-- Available data --
-----

use explorer_core::{FactFamily, InvalidQuery};

#[derive(Debug, thiserror::Error)]
pub enum DbError {
    #[error("sqlite error: {0}")]
    Sqlite(#[from] rusqlite::Error),
    #[error("time parse error: {0}")]
    TimeParse(#[from] chrono::ParseError),
    #[error(transparent)]
    InvalidQuery(#[from] InvalidQuery),
    #[error("materialized {0} rollup is not available")]
    DataUnavailable(FactFamily),
}

pub type Result<T> = std::result::Result<T, DbError>;
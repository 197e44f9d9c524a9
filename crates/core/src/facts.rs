//! Rows of the three append-only fact tables, as written by the ingestion
//! pipeline. Timestamps are RFC 3339 UTC strings.

use serde::{Deserialize, Serialize};

#[derive(Debug, Clone, PartialEq, Serialize, Deserialize)]
pub struct SessionRecord {
    pub id: String,
    pub project: String,
    pub first_timestamp: String,
    pub last_timestamp: String,
    pub duration_seconds: u64,
    pub is_agent: bool,
    pub parent_session_id: Option<String>,
    pub branch: Option<String>,
    pub tool_version: Option<String>,
}

#[derive(Debug, Clone, Copy, Default, PartialEq, Eq, Serialize, Deserialize)]
pub struct TurnTokens {
    pub input_tokens: u64,
    pub output_tokens: u64,
    pub cache_read_tokens: u64,
    pub cache_write_tokens: u64,
    pub ephemeral_5m_tokens: u64,
    pub ephemeral_1h_tokens: u64,
}

#[derive(Debug, Clone, PartialEq, Serialize, Deserialize)]
pub struct TurnRecord {
    pub id: i64,
    pub uuid: String,
    pub session_id: String,
    pub timestamp: String,
    pub model: Option<String>,
    pub tokens: TurnTokens,
    pub thinking_chars: u64,
    pub cost_usd: f64,
    pub stop_reason: Option<String>,
    pub is_sidechain: bool,
    pub is_meta: bool,
    pub entry_type: String,
}

#[derive(Debug, Clone, PartialEq, Serialize, Deserialize)]
pub struct ToolCallRecord {
    pub id: i64,
    pub turn_id: i64,
    pub session_id: String,
    pub timestamp: String,
    pub tool_name: String,
    pub success: bool,
    pub error_category: Option<String>,
    pub lines_added: u64,
    pub lines_deleted: u64,
    pub loc_written: u64,
    pub language: Option<String>,
    pub file_path: Option<String>,
}
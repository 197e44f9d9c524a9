use std::cmp::Ordering;
use std::collections::HashMap;

use chrono::NaiveDate;
use serde::{Deserialize, Serialize};

use crate::error::InvalidQuery;
use crate::model::ModelName;
use crate::registry::{self, Dimension, FactFamily, Metric};

pub const MAX_PAGE_SIZE: u32 = 200;

/// Date range plus list filters shared by every query path.
///
/// Dates are local calendar dates and both ends are inclusive. List filters
/// match dimension labels and are ANDed together.
#[derive(Debug, Clone, Default, PartialEq, Eq, Serialize, Deserialize)]
#[serde(default)]
pub struct QueryFilters {
    pub date_from: Option<NaiveDate>,
    pub date_to: Option<NaiveDate>,
    pub projects: Vec<String>,
    pub models: Vec<String>,
    pub branches: Vec<String>,
    pub languages: Vec<String>,
}

impl QueryFilters {
    pub fn between(date_from: NaiveDate, date_to: NaiveDate) -> Self {
        Self {
            date_from: Some(date_from),
            date_to: Some(date_to),
            ..Self::default()
        }
    }

    /// Non-empty list filters paired with the dimension whose label they match.
    pub fn lists(&self) -> Vec<(Dimension, &[String])> {
        [
            (Dimension::Project, self.projects.as_slice()),
            (Dimension::Model, self.models.as_slice()),
            (Dimension::Branch, self.branches.as_slice()),
            (Dimension::Language, self.languages.as_slice()),
        ]
        .into_iter()
        .filter(|(_, values)| !values.is_empty())
        .collect()
    }

    pub fn validate(&self) -> Result<(), InvalidQuery> {
        if let (Some(from), Some(to)) = (self.date_from, self.date_to) {
            if from > to {
                return Err(
                    InvalidQuery::new("date_from", "date_from must not be after date_to")
                        .with_value(from.to_string()),
                );
            }
        }
        Ok(())
    }
}

#[derive(Debug, Clone, PartialEq, Eq, Serialize, Deserialize)]
pub struct QueryRequest {
    pub metric: Metric,
    pub group_by: Dimension,
    #[serde(default, skip_serializing_if = "Option::is_none")]
    pub split_by: Option<Dimension>,
    #[serde(flatten)]
    pub filters: QueryFilters,
}

impl QueryRequest {
    pub fn new(metric: Metric, group_by: Dimension) -> Self {
        Self {
            metric,
            group_by,
            split_by: None,
            filters: QueryFilters::default(),
        }
    }

    pub fn split_by(mut self, split_by: Dimension) -> Self {
        self.split_by = Some(split_by);
        self
    }

    pub fn with_filters(mut self, filters: QueryFilters) -> Self {
        self.filters = filters;
        self
    }

    pub fn family(&self) -> FactFamily {
        self.metric.family()
    }

    pub fn dimensions(&self) -> impl Iterator<Item = Dimension> {
        std::iter::once(self.group_by).chain(self.split_by)
    }

    pub fn uses_model_dimension(&self) -> bool {
        self.dimensions().any(|dimension| dimension == Dimension::Model)
    }

    pub fn validate(&self) -> Result<(), InvalidQuery> {
        registry::validate(self.metric, self.group_by, self.split_by)?;
        self.filters.validate()
    }
}

#[derive(Debug, Clone, PartialEq, Serialize, Deserialize)]
pub struct AggregateRow {
    pub group: String,
    #[serde(default, skip_serializing_if = "Option::is_none")]
    pub split: Option<String>,
    pub value: f64,
}

/// Orders aggregation rows the same way regardless of which path produced them.
pub fn sort_rows(rows: &mut [AggregateRow], group_by: Dimension) {
    rows.sort_by(|a, b| {
        let primary = if group_by == Dimension::Date {
            a.group.cmp(&b.group)
        } else {
            b.value
                .partial_cmp(&a.value)
                .unwrap_or(Ordering::Equal)
                .then_with(|| a.group.cmp(&b.group))
        };
        primary.then_with(|| a.split.cmp(&b.split))
    });
}

#[derive(Debug, Clone, Copy, PartialEq, Eq, Serialize, Deserialize)]
#[serde(rename_all = "snake_case")]
pub enum ExecutionPath {
    Raw,
    Materialized,
}

#[derive(Debug, Clone, PartialEq, Serialize, Deserialize)]
pub struct QueryMetadata {
    pub metric: Metric,
    pub group_by: Dimension,
    pub split_by: Option<Dimension>,
    pub total: f64,
    pub row_count: usize,
    pub groups: Vec<String>,
    pub splits: Vec<String>,
    pub source: ExecutionPath,
}

#[derive(Debug, Clone, PartialEq, Serialize, Deserialize)]
pub struct QueryResult {
    pub rows: Vec<AggregateRow>,
    pub metadata: QueryMetadata,
}

impl QueryResult {
    pub fn from_rows(
        request: &QueryRequest,
        mut rows: Vec<AggregateRow>,
        source: ExecutionPath,
    ) -> Self {
        sort_rows(&mut rows, request.group_by);
        let total = rows.iter().map(|row| row.value).sum();
        let mut groups: Vec<String> = Vec::new();
        for row in &rows {
            if !groups.contains(&row.group) {
                groups.push(row.group.clone());
            }
        }
        let mut split_totals: HashMap<&str, f64> = HashMap::new();
        for row in &rows {
            if let Some(split) = row.split.as_deref() {
                *split_totals.entry(split).or_insert(0.0) += row.value;
            }
        }
        let mut splits: Vec<(&str, f64)> = split_totals.into_iter().collect();
        splits.sort_by(|a, b| {
            b.1.partial_cmp(&a.1)
                .unwrap_or(Ordering::Equal)
                .then_with(|| a.0.cmp(b.0))
        });
        let metadata = QueryMetadata {
            metric: request.metric,
            group_by: request.group_by,
            split_by: request.split_by,
            total,
            row_count: rows.len(),
            groups,
            splits: splits.into_iter().map(|(split, _)| split.to_string()).collect(),
            source,
        };
        Self { rows, metadata }
    }
}

/// Selects one bucket of a previous query result and a page of its sessions.
#[derive(Debug, Clone, PartialEq, Eq, Serialize, Deserialize)]
pub struct DrilldownRequest {
    #[serde(flatten)]
    pub query: QueryRequest,
    pub group_value: String,
    #[serde(default, skip_serializing_if = "Option::is_none")]
    pub split_value: Option<String>,
    #[serde(default = "default_page")]
    pub page: u32,
    #[serde(default = "default_page_size")]
    pub page_size: u32,
}

fn default_page() -> u32 {
    1
}

fn default_page_size() -> u32 {
    25
}

impl DrilldownRequest {
    pub fn new(query: QueryRequest, group_value: impl Into<String>) -> Self {
        Self {
            query,
            group_value: group_value.into(),
            split_value: None,
            page: default_page(),
            page_size: default_page_size(),
        }
    }

    pub fn split_value(mut self, split_value: impl Into<String>) -> Self {
        self.split_value = Some(split_value.into());
        self
    }

    pub fn page(mut self, page: u32, page_size: u32) -> Self {
        self.page = page;
        self.page_size = page_size;
        self
    }

    pub fn page_size(&self) -> u32 {
        self.page_size.clamp(1, MAX_PAGE_SIZE)
    }

    pub fn offset(&self) -> u64 {
        u64::from(self.page.max(1) - 1) * u64::from(self.page_size())
    }

    pub fn validate(&self) -> Result<(), InvalidQuery> {
        self.query.validate()?;
        match (self.query.split_by, self.split_value.as_deref()) {
            (Some(split_by), None) => {
                return Err(InvalidQuery::new(
                    "split_value",
                    format!("split_value is required when split_by is {}", split_by),
                ));
            }
            (None, Some(value)) => {
                return Err(
                    InvalidQuery::new("split_value", "split_value requires split_by")
                        .with_value(value),
                );
            }
            _ => {}
        }
        let model_selector = if self.query.group_by == Dimension::Model {
            Some(("group_value", self.group_value.as_str()))
        } else if self.query.split_by == Some(Dimension::Model) {
            self.split_value
                .as_deref()
                .map(|value| ("split_value", value))
        } else {
            None
        };
        if let Some((field, value)) = model_selector {
            if !ModelName::parse(Some(value)).is_known() {
                return Err(InvalidQuery::new(
                    field,
                    "placeholder model values are never reported as buckets",
                )
                .with_value(value));
            }
        }
        Ok(())
    }

    pub fn bucket(&self) -> Bucket {
        Bucket {
            metric: self.query.metric,
            group_by: self.query.group_by,
            group_value: self.group_value.clone(),
            split_by: self.query.split_by,
            split_value: self.split_value.clone(),
        }
    }
}

#[derive(Debug, Clone, PartialEq, Eq, Serialize, Deserialize)]
pub struct Bucket {
    pub metric: Metric,
    pub group_by: Dimension,
    pub group_value: String,
    pub split_by: Option<Dimension>,
    pub split_value: Option<String>,
}

#[derive(Debug, Clone, PartialEq, Serialize, Deserialize)]
pub struct DrilldownSession {
    pub session_id: String,
    pub project: String,
    pub first_timestamp: String,
    pub user_type: String,
    pub branch: Option<String>,
    pub tool_version: Option<String>,
    pub bucket_value: f64,
    pub total_cost: f64,
    pub turns: u64,
    pub tool_calls: u64,
    pub errors: u64,
}

#[derive(Debug, Clone, Copy, PartialEq, Eq, Serialize, Deserialize)]
pub struct Pagination {
    pub page: u32,
    pub page_size: u32,
    pub total_count: u64,
    pub total_pages: u64,
}

impl Pagination {
    pub fn new(page: u32, page_size: u32, total_count: u64) -> Self {
        let size = u64::from(page_size.max(1));
        Self {
            page: page.max(1),
            page_size,
            total_count,
            total_pages: total_count.div_ceil(size),
        }
    }
}

#[derive(Debug, Clone, PartialEq, Serialize, Deserialize)]
pub struct DrilldownResult {
    pub bucket: Bucket,
    pub sessions: Vec<DrilldownSession>,
    pub pagination: Pagination,
}

#[derive(Debug, Clone, PartialEq, Serialize, Deserialize)]
pub struct DailyCost {
    pub date: NaiveDate,
    pub cost: f64,
}

#[derive(Debug, Clone, PartialEq, Eq, Serialize, Deserialize)]
pub struct FilterOption {
    pub value: String,
    pub count: u64,
}

#[derive(Debug, Clone, Default, PartialEq, Eq, Serialize, Deserialize)]
pub struct FilterOptions {
    pub projects: Vec<FilterOption>,
    pub models: Vec<FilterOption>,
    pub branches: Vec<FilterOption>,
    pub languages: Vec<FilterOption>,
}

#[derive(Debug, Clone, Copy, Default, PartialEq, Eq, Serialize, Deserialize)]
pub struct RollupCounts {
    pub turns: u64,
    pub tool_calls: u64,
    pub sessions: u64,
}

impl RollupCounts {
    pub fn get(&self, family: FactFamily) -> u64 {
        match family {
            FactFamily::Turns => self.turns,
            FactFamily::ToolCalls => self.tool_calls,
            FactFamily::Sessions => self.sessions,
        }
    }

    pub fn set(&mut self, family: FactFamily, rows: u64) {
        match family {
            FactFamily::Turns => self.turns = rows,
            FactFamily::ToolCalls => self.tool_calls = rows,
            FactFamily::Sessions => self.sessions = rows,
        }
    }
}

#[derive(Debug, Clone, PartialEq, Eq, Serialize, Deserialize)]
pub struct RollupStatus {
    pub family: FactFamily,
    pub row_count: u64,
    pub refreshed_at: Option<String>,
    pub timezone: Option<String>,
    pub ready: bool,
}

/// Scope for the pattern miners.
#[derive(Debug, Clone, Default, PartialEq, Eq, Serialize, Deserialize)]
#[serde(default)]
pub struct PatternFilters {
    pub date_from: Option<NaiveDate>,
    pub date_to: Option<NaiveDate>,
    pub projects: Vec<String>,
    pub branches: Vec<String>,
}

impl From<&PatternFilters> for QueryFilters {
    fn from(value: &PatternFilters) -> Self {
        QueryFilters {
            date_from: value.date_from,
            date_to: value.date_to,
            projects: value.projects.clone(),
            branches: value.branches.clone(),
            ..QueryFilters::default()
        }
    }
}
use chrono::NaiveDate;
use explorer_core::{
    DailyCost, Dimension, DrilldownRequest, DrilldownResult, DrilldownSession, InvalidQuery,
    Pagination,
};
use rusqlite::params_from_iter;

use crate::Db;
use crate::error::Result;
use crate::local_date::local_date_expr;
use crate::strategy::{raw_source, select, user_type_label};

impl Db {
    /// Lists the sessions that contributed to one bucket of a query, largest
    /// contribution first.
    ///
    /// Candidates are selected with the same strategy and predicates as the
    /// raw aggregation, so the contributions over all pages add up to the
    /// bucket's value. Session totals come from separate per-table
    /// aggregates keyed by session id.
    pub fn drilldown(&self, request: &DrilldownRequest) -> Result<DrilldownResult> {
        request.validate()?;
        let query = &request.query;
        let mut selectors: Vec<(Dimension, &str)> =
            vec![(query.group_by, request.group_value.as_str())];
        if let (Some(split_by), Some(split_value)) = (query.split_by, request.split_value.as_deref())
        {
            selectors.push((split_by, split_value));
        }
        let source = raw_source(query.family(), self.timezone);
        let selection = select(source.as_ref(), query, &selectors).ok_or_else(|| {
            InvalidQuery::new("filters", "filter combination is not supported")
                .with_value(query.family().as_str())
        })?;

        let candidates = format!(
            "candidates AS (SELECT s.id AS session_id, {metric} AS bucket_value FROM {from} {where_clause} GROUP BY s.id)",
            metric = source.contribution_expr(query.metric),
            from = selection.from,
            where_clause = selection.where_clause(),
        );

        let total_count: i64 = self.conn.query_row(
            &format!("WITH {} SELECT COUNT(*) FROM candidates", candidates),
            params_from_iter(selection.params.iter()),
            |row| row.get(0),
        )?;
        let total_count = total_count.max(0) as u64;

        let page_size = request.page_size();
        let sql = format!(
            r#"
            WITH {candidates},
            turn_totals AS (
              SELECT session_id, SUM(cost_usd) AS total_cost, COUNT(*) AS turns
              FROM turn
              WHERE session_id IN (SELECT session_id FROM candidates)
              GROUP BY session_id
            ),
            tool_totals AS (
              SELECT session_id,
                     COUNT(*) AS tool_calls,
                     SUM(CASE WHEN success = 0 THEN 1 ELSE 0 END) AS errors
              FROM tool_call
              WHERE session_id IN (SELECT session_id FROM candidates)
              GROUP BY session_id
            )
            SELECT s.id, s.project, s.first_timestamp, {user_type},
                   NULLIF(TRIM(s.branch), ''), NULLIF(TRIM(s.tool_version), ''),
                   c.bucket_value,
                   ROUND(COALESCE(tt.total_cost, 0), 6) AS total_cost,
                   COALESCE(tt.turns, 0),
                   COALESCE(tc.tool_calls, 0),
                   COALESCE(tc.errors, 0)
            FROM candidates c
            JOIN session s ON s.id = c.session_id
            LEFT JOIN turn_totals tt ON tt.session_id = c.session_id
            LEFT JOIN tool_totals tc ON tc.session_id = c.session_id
            ORDER BY c.bucket_value DESC, total_cost DESC, s.last_timestamp DESC, s.id ASC
            LIMIT {limit} OFFSET {offset}
            "#,
            user_type = user_type_label("s.is_agent"),
            limit = page_size,
            offset = request.offset(),
        );
        let mut stmt = self.conn.prepare(&sql)?;
        let sessions = stmt
            .query_map(params_from_iter(selection.params.iter()), |row| {
                Ok(DrilldownSession {
                    session_id: row.get(0)?,
                    project: row.get(1)?,
                    first_timestamp: row.get(2)?,
                    user_type: row.get(3)?,
                    branch: row.get(4)?,
                    tool_version: row.get(5)?,
                    bucket_value: row.get::<_, Option<f64>>(6)?.unwrap_or(0.0),
                    total_cost: row.get(7)?,
                    turns: row.get::<_, i64>(8)?.max(0) as u64,
                    tool_calls: row.get::<_, i64>(9)?.max(0) as u64,
                    errors: row.get::<_, i64>(10)?.max(0) as u64,
                })
            })?
            .collect::<std::result::Result<Vec<_>, _>>()?;

        Ok(DrilldownResult {
            bucket: request.bucket(),
            sessions,
            pagination: Pagination::new(request.page, page_size, total_count),
        })
    }

    /// Cost of one session per local day.
    pub fn session_cost_trend(&self, session_id: &str) -> Result<Vec<DailyCost>> {
        let day = local_date_expr("t.timestamp", self.timezone);
        let sql = format!(
            "SELECT {day} AS day, ROUND(SUM(t.cost_usd), 6) FROM turn t WHERE t.session_id = ?1 AND {day} IS NOT NULL GROUP BY day ORDER BY day"
        );
        let mut stmt = self.conn.prepare(&sql)?;
        let rows = stmt
            .query_map([session_id], |row| {
                Ok((row.get::<_, String>(0)?, row.get::<_, f64>(1)?))
            })?
            .collect::<std::result::Result<Vec<_>, _>>()?;
        rows.into_iter()
            .map(|(day, cost)| -> Result<DailyCost> {
                Ok(DailyCost {
                    date: NaiveDate::parse_from_str(&day, "%Y-%m-%d")?,
                    cost,
                })
            })
            .collect()
    }
}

-----

-- Work required --
Here the job is to set down exactly the lines of the material above that fall between the one with "primary.then_with(|| a.split.cmp(&b.split))" and the one with "of its sessions.", inclusive, and nothing beyond them.

-- Response box --
        primary.then_with(|| a.split.cmp(&b.split))
    });
}

#[derive(Debug, Clone, Copy, PartialEq, Eq, Serialize, Deserialize)]
#[serde(rename_all = "snake_case")]
pub enum ExecutionPath {
    Raw,
    Materialized,
}

#[derive(Debug, Clone, PartialEq, Serialize, Deserialize)]
pub struct QueryMetadata {
    pub metric: Metric,
    pub group_by: Dimension,
    pub split_by: Option<Dimension>,
    pub total: f64,
    pub row_count: usize,
    pub groups: Vec<String>,
    pub splits: Vec<String>,
    pub source: ExecutionPath,
}

#[derive(Debug, Clone, PartialEq, Serialize, Deserialize)]
pub struct QueryResult {
    pub rows: Vec<AggregateRow>,
    pub metadata: QueryMetadata,
}

impl QueryResult {
    pub fn from_rows(
        request: &QueryRequest,
        mut rows: Vec<AggregateRow>,
        source: ExecutionPath,
    ) -> Self {
        sort_rows(&mut rows, request.group_by);
        let total = rows.iter().map(|row| row.value).sum();
        let mut groups: Vec<String> = Vec::new();
        for row in &rows {
            if !groups.contains(&row.group) {
                groups.push(row.group.clone());
            }
        }
        let mut split_totals: HashMap<&str, f64> = HashMap::new();
        for row in &rows {
            if let Some(split) = row.split.as_deref() {
                *split_totals.entry(split).or_insert(0.0) += row.value;
            }
        }
        let mut splits: Vec<(&str, f64)> = split_totals.into_iter().collect();
        splits.sort_by(|a, b| {
            b.1.partial_cmp(&a.1)
                .unwrap_or(Ordering::Equal)
                .then_with(|| a.0.cmp(b.0))
        });
        let metadata = QueryMetadata {
            metric: request.metric,
            group_by: request.group_by,
            split_by: request.split_by,
            total,
            row_count: rows.len(),
            groups,
            splits: splits.into_iter().map(|(split, _)| split.to_string()).collect(),
            source,
        };
        Self { rows, metadata }
    }
}

/// Selects one bucket of a previous query result and a page of its sessions.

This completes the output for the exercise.